Hyponoetics - Philosophy of Mind

This blog discusses ideas and concepts that I am currently thinking about for my book on Hyponoetics as an integral philosophy of mind and matter.

Hyponoetics and Jainism

Jan 09, 2024 - Category: Epistemology  Metaphysics - Tag: Knowledge  Paranoesis  Perspectivism  Reality  Relativism

In this blog, I will elaborate on the similarities between my philosophy of Hyponoetics and the Indian philosophy of Jainism.

Hyponoetics is a philosophy based on the assumption that the ultimate reality, or the universe as a whole, manifests itself in a number of different aspects, the two most known to us human beings are mind and matter. The underlying reality is not a determinate system of physical and/or mental entities but may be considered as pure potentiality out of which the entities of our world, including consciousness and self, are manifested or objectified. Because reality is panmorphic, there is no deterministic process how entities become manifest, but it is determined by the interaction between individual minds and reality itself, in a constitutive and interpretative manner. This means that no philosophical system contains the absolute truth about reality, and as a matter of fact, neither does science. They are all different and partial views. Hyponoetics , therefore, provides a meta-philosophical framework rather than another system of thought, an adaptive framework, which allows every view to be integrated and assimilated into a whole. It may be objected that this will lead to skepticism or relativism if not nihilism, but I will show below why this is not the case with Hyponoetics . I also propose a new faculty of thinking, called Paranoesis or Transrational Thinking, which is capable of comprehending the whole of reality in all its aspects.

Jainism is a relativistic type of realism that states that reality has manifold aspects or infinite characters (अनेकान्तवाद = anekāntavāda). Manifoldness in this context is understood to include mutually contradictory properties. Reality is manifold and each entity has a manifold nature, consisting of diverse forms and modes of innumerable aspects.

The existence of an entity such as a pot, depends upon its being a particular substance (an earth-substance), upon its being located in a particular space, upon its being in a particular time and also upon its having some particular (say, dark) feature.
[Nagin J. Shah (ed.): Jaina Theory of Multiple Facets of Reality and Truth, Motilal Banarsidass Publisher Private Limited, Delhi 2000, p. 7]
Multiplicity and unity, definability and non-definability etc. which apparently seem to be contradictory characteristics of reality are interpreted to co-exist in the same object from different points of view without any offence to logic.
[Nagin J. Shah (ed.): Jaina Theory of Multiple Facets of Reality and Truth, Motilal Banarsidass Publisher Private Limited, Delhi 2000, p. 134]
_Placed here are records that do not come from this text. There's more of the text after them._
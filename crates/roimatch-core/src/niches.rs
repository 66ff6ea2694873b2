use std::collections::HashSet;
use std::path::Path;

use serde::{Deserialize, Serialize};

use crate::ConfigError;

/// A named keyword set used to classify creator bios and brand descriptions.
#[derive(Debug, Clone, PartialEq, Eq, Serialize, Deserialize)]
pub struct NicheConfig {
    pub name: String,
    /// Category recorded on campaigns qualified by this niche.
    pub product_category: String,
    pub keywords: Vec<String>,
}

impl NicheConfig {
    /// Case-insensitive substring match of any keyword against `text`.
    #[must_use]
    pub fn matches(&self, text: &str) -> bool {
        let haystack = text.to_lowercase();
        self.keywords
            .iter()
            .any(|k| haystack.contains(&k.to_lowercase()))
    }
}

#[derive(Debug, Clone, Deserialize)]
pub struct NichesFile {
    pub niches: Vec<NicheConfig>,
}

impl NichesFile {
    /// First niche, in file order, whose keywords match `text`.
    #[must_use]
    pub fn classify(&self, text: &str) -> Option<&NicheConfig> {
        self.niches.iter().find(|n| n.matches(text))
    }
}

/// Load and validate the niche keyword sets from a YAML file.
///
/// # Errors
///
/// Returns `ConfigError` if the file cannot be read, parsed, or fails validation.
pub fn load_niches(path: &Path) -> Result<NichesFile, ConfigError> {
    let content = std::fs::read_to_string(path).map_err(|e| ConfigError::NichesFileIo {
        path: path.display().to_string(),
        source: e,
    })?;

    let niches_file: NichesFile =
        serde_yaml::from_str(&content).map_err(ConfigError::NichesFileParse)?;

    validate_niches(&niches_file)?;

    Ok(niches_file)
}

fn validate_niches(niches_file: &NichesFile) -> Result<(), ConfigError> {
    let mut seen_names = HashSet::new();

    for niche in &niches_file.niches {
        if niche.name.trim().is_empty() {
            return Err(ConfigError::Validation(
                "niche name must be non-empty".to_string(),
            ));
        }

        if niche.keywords.is_empty() {
            return Err(ConfigError::Validation(format!(
                "niche '{}' has no keywords",
                niche.name
            )));
        }

        if niche.keywords.iter().any(|k| k.trim().is_empty()) {
            return Err(ConfigError::Validation(format!(
                "niche '{}' has a blank keyword",
                niche.name
            )));
        }

        if !seen_names.insert(niche.name.to_lowercase()) {
            return Err(ConfigError::Validation(format!(
                "duplicate niche name: '{}'",
                niche.name
            )));
        }
    }

    Ok(())
}
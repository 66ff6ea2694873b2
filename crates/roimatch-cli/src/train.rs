//! `train` subcommands. Each reads its training rows from the database,
//! fits with a seeded holdout split, and writes an artifact atomically.

use std::path::Path;

use chrono::Utc;
use roimatch_core::AppConfig;
use roimatch_db::RunType;
use roimatch_model::{
    build_creator_dataset, build_performance_dataset, save_artifact, train_with_holdout,
    ArtifactMetadata, Dataset, ModelKind, PerformanceFeatures, TrainOptions, TrainingReport,
};

use crate::runs::{record_count, tracked};

/// Fit `dataset`, then save the model with its provenance to `path`.
pub(crate) fn train_and_save(
    dataset: &Dataset,
    kind: ModelKind,
    seed: u64,
    path: &Path,
) -> anyhow::Result<TrainingReport> {
    if dataset.is_empty() {
        anyhow::bail!("no training rows for the {kind} model");
    }
    if dataset.excluded > 0 {
        tracing::warn!(excluded = dataset.excluded, %kind, "rows excluded from training set");
    }

    let (model, report) = train_with_holdout(
        &dataset.schema,
        &dataset.table,
        &dataset.labels,
        &TrainOptions::with_seed(seed),
    )?;
    let metadata = ArtifactMetadata {
        kind,
        trained_at: Utc::now(),
        label_source: dataset.label_source,
        report: report.clone(),
    };
    save_artifact(&model, &metadata, path)?;
    Ok(report)
}

fn print_report(kind: ModelKind, path: &Path, report: &TrainingReport) {
    let metric = |v: Option<f64>| v.map_or_else(|| "n/a".to_string(), |v| format!("{v:.4}"));
    println!(
        "{kind}: trained on {} of {} row(s), held out {}; mse={} r2={}",
        report.train_rows,
        report.rows,
        report.test_rows,
        metric(report.mse),
        metric(report.r2)
    );
    println!("artifact written to {}", path.display());
}

pub(crate) async fn run_train_roi(
    pool: &sqlx::PgPool,
    config: &AppConfig,
    path: &Path,
) -> anyhow::Result<()> {
    let report = tracked(pool, RunType::TrainRoi, async {
        let creators = roimatch_db::list_creators(pool).await?;
        let matches = roimatch_db::list_matches(pool).await?;
        let dataset = build_creator_dataset(&creators, &matches)?;
        let report = train_and_save(&dataset, ModelKind::CreatorRoi, config.seed, path)?;
        let rows = record_count(report.rows);
        Ok((report, rows))
    })
    .await?;

    print_report(ModelKind::CreatorRoi, path, &report);
    Ok(())
}

pub(crate) async fn run_train_sales(
    pool: &sqlx::PgPool,
    config: &AppConfig,
    path: &Path,
    extended: bool,
) -> anyhow::Result<()> {
    let features = if extended {
        PerformanceFeatures::Extended
    } else {
        PerformanceFeatures::Basic
    };

    let report = tracked(pool, RunType::TrainSales, async {
        let records = roimatch_db::list_performance_records(pool).await?;
        let dataset = build_performance_dataset(&records, features)?;
        let report = train_and_save(&dataset, ModelKind::CampaignSales, config.seed, path)?;
        let rows = record_count(report.rows);
        Ok((report, rows))
    })
    .await?;

    println!("features: {features:?}");
    print_report(ModelKind::CampaignSales, path, &report);
    Ok(())
}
Since reality has infinite aspects and cannot be summarily described under any of these aspects, the Jaina philosophers developed a method of describing reality from different points of view (नय =naya) and eventually of synthesizing seemingly inconsistent attributions. The logical aspect of this theory is known as स्याद्-वाद (syādvāda). Since reality has infinite characters, it possesses even opposite characters. It is both existent and non-existent, permanent and transient, one and many, describable and indescribable.

From an epistemological standpoint, knowledge which comprehends reality in its entirety with all its infinite aspects or characters is the perfect knowledge embodying the whole truth, and such knowledge is possible only for an omniscient being. Jainism denies this knowledge for ordinary human beings, because we can attend to and know only one aspect at a time, so our knowledge is always partial and relative to that aspect and therefore embodies only partial truth.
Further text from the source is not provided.